In 1936, Olympian Jesse Owens won four gold medals in Berlin. Avery Brundage, the president of both the U.S. Olympic Committee and Amateur Athletic Union, seized the moment and forced Owens into an arduous publicity tour of Europe where Owens was overworked, sleep-deprived and otherwise mistreated.
When Owens protested, the vindictive Brundage banned him from track competition forever. Owens, the one-time national hero, was devastated. Four months after winning Olympic gold, he was reduced to racing against horses and scrounging for other demeaning exhibitions to support his family.
Black acceptance grew, although resistance was stubborn. Brundage, who grew up in Chicago, chaired the International Olympic Committee from 1952 to 1972. He was heavy-handed and widely viewed as racist and antisemitic.
When American sprinters Tommie Smith and John Carlos wore black gloves and raised their fists at the 1968 Olympics to protest racism, Brundage’s International Olympic Committee ordered the U.S. Olympic Committee to suspend both and send them home.
In 1967, heavyweight boxing champion Muhammad Ali, then the world’s most famous athlete, protested the Vietnam War on religious grounds and refused induction into the armed forces. Combining his war views with a determined stance against racism, Ali reportedly responded, “No Vietcong ever called me a n—.” He was vindicated by the U.S. Supreme Court in 1971.
More recently, 49ers Super Bowl quarterback Colin Kaepernick protested racial injustice by kneeling during a 2016 preseason game. He was subsequently shunned by every National Football League team for eight years and counting, and has not played since January 1, 2017. The NFL denies any collusion.

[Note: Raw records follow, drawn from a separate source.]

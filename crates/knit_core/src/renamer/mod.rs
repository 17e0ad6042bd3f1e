//! Final names for what a chunk declares and imports. Every chunk gets its own [NamingContext];
//! property names are mangled once for the whole bundle.

use hashlink::LinkedHashMap;
use itertools::Itertools;
use knit_ast::{visit::Visit, Atom, ScopeId, SymbolId, SymbolTable};
use knit_common::{ImportKind, SymbolRef};
use regex::Regex;
use rustc_hash::{FxHashMap, FxHashSet};

use crate::{
  chunk::Chunk,
  normal_module::ImportBinding,
  treeshake::PartIdx,
  utils::{is_keyword, preset_of_used_names},
  Graph, InputOptions, NormalModule, OutputOptions,
};

mod char_freq;
mod mangle_props;
mod name_minifier;
mod symbol_renamer;

pub use char_freq::CharFreq;
pub(crate) use mangle_props::{mangle_props, MangledProps};
pub use name_minifier::NameMinifier;
pub(crate) use symbol_renamer::SymbolRenamer;

use char_freq::CharFreqCollector;

#[derive(Debug)]
pub struct NamingContext {
  /// Names of canonical top-level symbols.
  top_level: FxHashMap<SymbolRef, Atom>,
  nested: FxHashMap<SymbolRef, Atom>,
  /// Top-level names taken in this chunk, plus every name that may not be taken.
  used: FxHashSet<Atom>,
  reserve_props: Option<Regex>,
  minifier: Option<NameMinifier>,
  next_minified: usize,
}

impl NamingContext {
  fn new(
    reserved: FxHashSet<Atom>,
    reserve_props: Option<Regex>,
    minifier: Option<NameMinifier>,
  ) -> Self {
    Self {
      top_level: FxHashMap::default(),
      nested: FxHashMap::default(),
      used: reserved,
      reserve_props,
      minifier,
      next_minified: 0,
    }
  }

  pub fn name_of(&self, canonical: SymbolRef) -> Option<&Atom> {
    self.top_level.get(&canonical)
  }

  pub fn nested_name_of(&self, symbol: SymbolRef) -> Option<&Atom> {
    self.nested.get(&symbol)
  }

  pub fn minifier(&self) -> Option<&NameMinifier> {
    self.minifier.as_ref()
  }

  fn is_available(&self, name: &str) -> bool {
    !self.used.contains(name)
      && !is_keyword(name)
      && !self.reserve_props.as_ref().is_some_and(|re| re.is_match(name))
  }

  /// A fresh top-level name. Readable names are `hint`, `hint$1`, `hint$2` and so on.
  pub fn create_conflictless_name(&mut self, hint: &str) -> Atom {
    let name = match &self.minifier {
      Some(minifier) => loop {
        let candidate = minifier.number_to_name(self.next_minified);
        self.next_minified += 1;
        if self.is_available(&candidate) {
          break candidate;
        }
      },
      None => {
        let mut name = hint.to_string();
        let mut count = 1;
        while !self.is_available(&name) {
          name = format!("{hint}${count}");
          count += 1;
        }
        name
      }
    };
    let name = Atom::from(name);
    self.used.insert(name.clone());
    name
  }

  fn set_top_level(&mut self, canonical: SymbolRef, name: Atom) {
    self.used.insert(name.clone());
    self.top_level.insert(canonical, name);
  }
}

/// Counts how often each symbol of a module is written down.
#[derive(Default)]
struct UseCounter {
  counts: FxHashMap<SymbolId, u32>,
}

impl Visit for UseCounter {
  fn visit_ident(&mut self, ident: &knit_ast::ast::Ident) {
    if let Some(symbol) = ident.symbol {
      *self.counts.entry(symbol).or_default() += 1;
    }
  }

  fn visit_binding_ident(&mut self, ident: &knit_ast::ast::Ident) {
    self.visit_ident(ident)
  }
}

/// Symbols visible from a scope with a direct `eval` can be read by name at run-time.
fn pinned_by_eval(module: &NormalModule) -> Vec<SymbolId> {
  let symbols: &SymbolTable = &module.symbols;
  symbols
    .scopes
    .iter_enumerated()
    .filter(|(_, scope)| scope.has_direct_eval)
    .flat_map(|(scope, _)| symbols.ancestors(scope))
    .unique()
    .flat_map(|scope| symbols.scopes[scope].symbols.iter().copied())
    .collect()
}

pub(crate) struct Renamer<'a> {
  graph: &'a Graph,
  chunk: &'a Chunk,
  input_options: &'a InputOptions,
  output_options: &'a OutputOptions,
}

impl<'a> Renamer<'a> {
  pub(crate) fn new(
    graph: &'a Graph,
    chunk: &'a Chunk,
    input_options: &'a InputOptions,
    output_options: &'a OutputOptions,
  ) -> Self {
    Self {
      graph,
      chunk,
      input_options,
      output_options,
    }
  }

  fn included_modules(&self) -> impl Iterator<Item = (&'a NormalModule, &'a [PartIdx])> {
    let graph = self.graph;
    self
      .chunk
      .modules
      .iter()
      .filter_map(move |(idx, parts)| graph.normal(*idx).map(|module| (module, parts.as_slice())))
  }

  fn original_name(&self, symbol: SymbolRef) -> &'a Atom {
    self.graph.modules[symbol.owner].symbols().name(symbol.symbol)
  }

  /// Whether the symbol is read through a run-time object instead of a local binding.
  fn needs_local_name(&self, canonical: SymbolRef) -> bool {
    if let Some(ext) = self.graph.modules[canonical.owner].as_ext() {
      return self.output_options.format.is_es() || canonical.symbol == ext.namespace_symbol;
    }
    !matches!(
      self.graph.binding_of(canonical),
      Some(ImportBinding::Property { .. } | ImportBinding::Undefined)
    )
  }

  #[tracing::instrument(skip_all)]
  pub(crate) fn rename(self) -> NamingContext {
    let minify = self.output_options.minify.identifiers;

    let mut reserved = preset_of_used_names(self.input_options, self.output_options.format)
      .into_iter()
      .collect::<FxHashSet<_>>();
    let mut uses: FxHashMap<SymbolRef, u32> = FxHashMap::default();
    let mut freq = CharFreq::default();
    let mut pinned = FxHashSet::default();

    for (module, parts) in self.included_modules() {
      let mut counter = UseCounter::default();
      let mut collector = CharFreqCollector { freq: &mut freq };
      for stmt in module.stmts_of_parts(parts) {
        counter.visit_stmt(stmt);
        if minify {
          collector.visit_stmt(stmt);
        }
      }
      if minify {
        module
          .legal_comments
          .iter()
          .for_each(|comment| freq.scan(&comment.text, 1));
      }
      uses.extend(
        counter
          .counts
          .into_iter()
          .map(|(symbol, count)| (module.symbol_ref(symbol), count)),
      );
      for part in parts {
        reserved.extend(module.parts[*part].unbound.iter().cloned());
      }
      for symbol in pinned_by_eval(module) {
        reserved.insert(module.symbols.name(symbol).clone());
        pinned.insert(module.symbol_ref(symbol));
      }
    }

    let minifier = minify.then(|| NameMinifier::from_char_freq(&freq));
    let mut ctx = NamingContext::new(
      reserved,
      self.output_options.reserve_props.clone(),
      minifier,
    );

    let candidates = self.top_level_candidates(&uses);
    tracing::trace!("{} top-level symbols to name", candidates.len());

    for (symbol, _) in candidates.iter().filter(|(symbol, _)| pinned.contains(*symbol)) {
      ctx.set_top_level(*symbol, self.original_name(*symbol).clone());
    }
    let mut to_name = candidates
      .into_iter()
      .filter(|(symbol, _)| !pinned.contains(symbol))
      .collect_vec();
    if minify {
      to_name.sort_by_key(|(_, count)| std::cmp::Reverse(*count));
    }
    for (symbol, _) in to_name {
      let name = ctx.create_conflictless_name(self.original_name(symbol));
      ctx.set_top_level(symbol, name);
    }

    if minify {
      self.minify_nested_names(&mut ctx, &uses, &pinned);
    } else {
      self.deconflict_nested_names(&mut ctx, &uses, &pinned);
    }
    ctx
  }

  /// Canonical top-level symbols the chunk needs a local binding for, with their use counts. The
  /// entry module comes first so that its names stay as written.
  fn top_level_candidates(
    &self,
    uses: &FxHashMap<SymbolRef, u32>,
  ) -> LinkedHashMap<SymbolRef, u32> {
    let mut declared = LinkedHashMap::<SymbolRef, u32>::default();
    let mut foreign = LinkedHashMap::<SymbolRef, u32>::default();
    let modules = self.included_modules().collect_vec();

    for (module, parts) in modules.iter().rev() {
      for part_idx in *parts {
        let part = &module.parts[*part_idx];
        for symbol in &part.declared {
          let canonical = self.graph.canonical_ref(module.symbol_ref(*symbol));
          if canonical.owner == module.idx && self.needs_local_name(canonical) {
            declared.entry(canonical).or_insert(0);
          }
        }
        for symbol in part.referenced.keys() {
          let canonical = self.graph.canonical_ref(module.symbol_ref(*symbol));
          self.add_foreign(canonical, &mut foreign);
        }
        for record in &part.import_records {
          let record = &module.import_records[*record];
          let Some(target) = record.resolved else {
            continue;
          };
          if let Some(ext) = self.graph.modules[target].as_ext() {
            if record.kind != ImportKind::DynamicImport {
              foreign.entry(ext.namespace_ref()).or_insert(0);
            }
          }
        }
      }
    }
    if let Some(entry) = self.chunk.entry_module() {
      for canonical in self.graph.export_surface_symbols(entry) {
        self.add_foreign(canonical, &mut foreign);
      }
    }
    for symbols in self.chunk.imports_from_chunks.values() {
      for symbol in symbols {
        if self.needs_local_name(*symbol) {
          foreign.entry(*symbol).or_insert(0);
        }
      }
    }

    let mut candidates = declared;
    for (symbol, _) in foreign {
      candidates.entry(symbol).or_insert(0);
    }
    for (symbol, count) in uses {
      let is_top_level = self
        .graph
        .normal(symbol.owner)
        .is_some_and(|m| m.symbols.is_top_level(symbol.symbol));
      if is_top_level {
        let canonical = self.graph.canonical_ref(*symbol);
        if let Some(total) = candidates.get_mut(&canonical) {
          *total += count;
        }
      }
    }
    candidates
  }

  /// Records a symbol the chunk reads but doesn't declare. Outside ES output an external binding
  /// is read through the external's namespace object.
  fn add_foreign(&self, canonical: SymbolRef, foreign: &mut LinkedHashMap<SymbolRef, u32>) {
    if let Some(ext) = self.graph.modules[canonical.owner].as_ext() {
      let symbol = if self.output_options.format.is_es() {
        canonical
      } else {
        ext.namespace_ref()
      };
      foreign.entry(symbol).or_insert(0);
      return;
    }
    if !self.chunk.modules.contains_key(&canonical.owner) && self.needs_local_name(canonical) {
      foreign.entry(canonical).or_insert(0);
    }
  }

  /// Nested symbols keep their names unless one of the chunk's top-level or reserved names takes
  /// it. Renamed ones avoid every name of their module.
  fn deconflict_nested_names(
    &self,
    ctx: &mut NamingContext,
    uses: &FxHashMap<SymbolRef, u32>,
    pinned: &FxHashSet<SymbolRef>,
  ) {
    for (module, _) in self.included_modules() {
      let mut taken = module
        .symbols
        .symbols
        .iter()
        .map(|decl| decl.name.clone())
        .collect::<FxHashSet<_>>();
      for (symbol, decl) in module.symbols.symbols.iter_enumerated() {
        let symbol_ref = module.symbol_ref(symbol);
        if module.symbols.is_top_level(symbol)
          || pinned.contains(&symbol_ref)
          || !uses.contains_key(&symbol_ref)
          || ctx.is_available(&decl.name)
        {
          continue;
        }
        let mut count = 1;
        let name = loop {
          let candidate = Atom::from(format!("{}${count}", decl.name));
          if ctx.is_available(&candidate) && !taken.contains(&candidate) {
            break candidate;
          }
          count += 1;
        };
        taken.insert(name.clone());
        ctx.nested.insert(symbol_ref, name);
      }
    }
  }

  /// Nested symbols go into slots by scope depth. Sibling scopes share slots, so their symbols
  /// share names. Busier slots get shorter names.
  fn minify_nested_names(
    &self,
    ctx: &mut NamingContext,
    uses: &FxHashMap<SymbolRef, u32>,
    pinned: &FxHashSet<SymbolRef>,
  ) {
    let mut slot_counts: Vec<u32> = vec![];
    let mut slot_of: Vec<(SymbolRef, usize)> = vec![];

    for (module, _) in self.included_modules() {
      let symbols = &module.symbols;
      let mut stack: Vec<(ScopeId, usize)> = symbols.scopes[symbols.root_scope()]
        .children
        .iter()
        .rev()
        .map(|child| (*child, 0))
        .collect();
      while let Some((scope, first_slot)) = stack.pop() {
        let mut slot = first_slot;
        for symbol in &symbols.scopes[scope].symbols {
          let symbol_ref = module.symbol_ref(*symbol);
          let Some(count) = uses.get(&symbol_ref) else {
            continue;
          };
          if pinned.contains(&symbol_ref) {
            continue;
          }
          if slot_counts.len() <= slot {
            slot_counts.resize(slot + 1, 0);
          }
          slot_counts[slot] += count;
          slot_of.push((symbol_ref, slot));
          slot += 1;
        }
        stack.extend(
          symbols.scopes[scope]
            .children
            .iter()
            .rev()
            .map(|child| (*child, slot)),
        );
      }
    }

    let mut by_count = (0..slot_counts.len()).collect_vec();
    by_count.sort_by_key(|slot| std::cmp::Reverse(slot_counts[*slot]));
    let Some(minifier) = ctx.minifier.clone() else {
      return;
    };
    let mut names = minifier
      .names_from(0)
      .map(|(_, name)| name)
      .filter(|name| ctx.is_available(name));
    let mut slot_names = vec![Atom::default(); slot_counts.len()];
    for slot in by_count {
      if let Some(name) = names.next() {
        slot_names[slot] = Atom::from(name);
      }
    }
    for (symbol, slot) in slot_of {
      ctx.nested.insert(symbol, slot_names[slot].clone());
    }
  }
}

#[cfg(test)]
mod tests {
  use super::*;

  #[test]
  fn conflictless_names() {
    let reserved = ["console", "a"].into_iter().map(Atom::from).collect();
    let mut ctx = NamingContext::new(reserved, None, None);
    assert_eq!(ctx.create_conflictless_name("foo"), "foo");
    assert_eq!(ctx.create_conflictless_name("foo"), "foo$1");
    assert_eq!(ctx.create_conflictless_name("foo"), "foo$2");
    assert_eq!(ctx.create_conflictless_name("console"), "console$1");
    assert_eq!(ctx.create_conflictless_name("default"), "default$1");
  }

  #[test]
  fn minified_names_skip_reserved_ones() {
    let reserved = ["b"].into_iter().map(Atom::from).collect();
    let reserve_props = Regex::new("^c$").ok();
    let mut ctx = NamingContext::new(reserved, reserve_props, Some(NameMinifier::default()));
    assert_eq!(ctx.create_conflictless_name("foo"), "a");
    assert_eq!(ctx.create_conflictless_name("bar"), "d");
  }
}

Soon after Robinson’s 1947 debut, the Supreme Court decided the 1954 civil rights public education case Brown v. Board by ruling for young Linda Carol Brown. The court expressly referred to outstanding Black achievements “in the arts and sciences, as well as in the business and professional world.”
By then the court, like much of America, knew that baseball offered daily front-page evidence of Black achievement. By then, Robinson had been in the headlines almost daily for seven years, followed by Larry Doby (1947), Minnie Minoso (1951), Willie Mays (1951), Ernie Banks (1953) and many others.
On April 13, 1954, the great slugger Hank Aaron debuted, and one month later, on May 17, the Supreme Court desegregated public schools using Brown v. Board. At that time, 5.6% of all major leaguers were Black, boosting the visibility of Black America. The Supreme Court noticed, and Linda Carol Brown made it count. Black history matters. So do sports.
Eldon Ham is a faculty member at IIT/Chicago-Kent College of Law, teaching sports, law and justice. He is the author of five books on the role of sports history in America.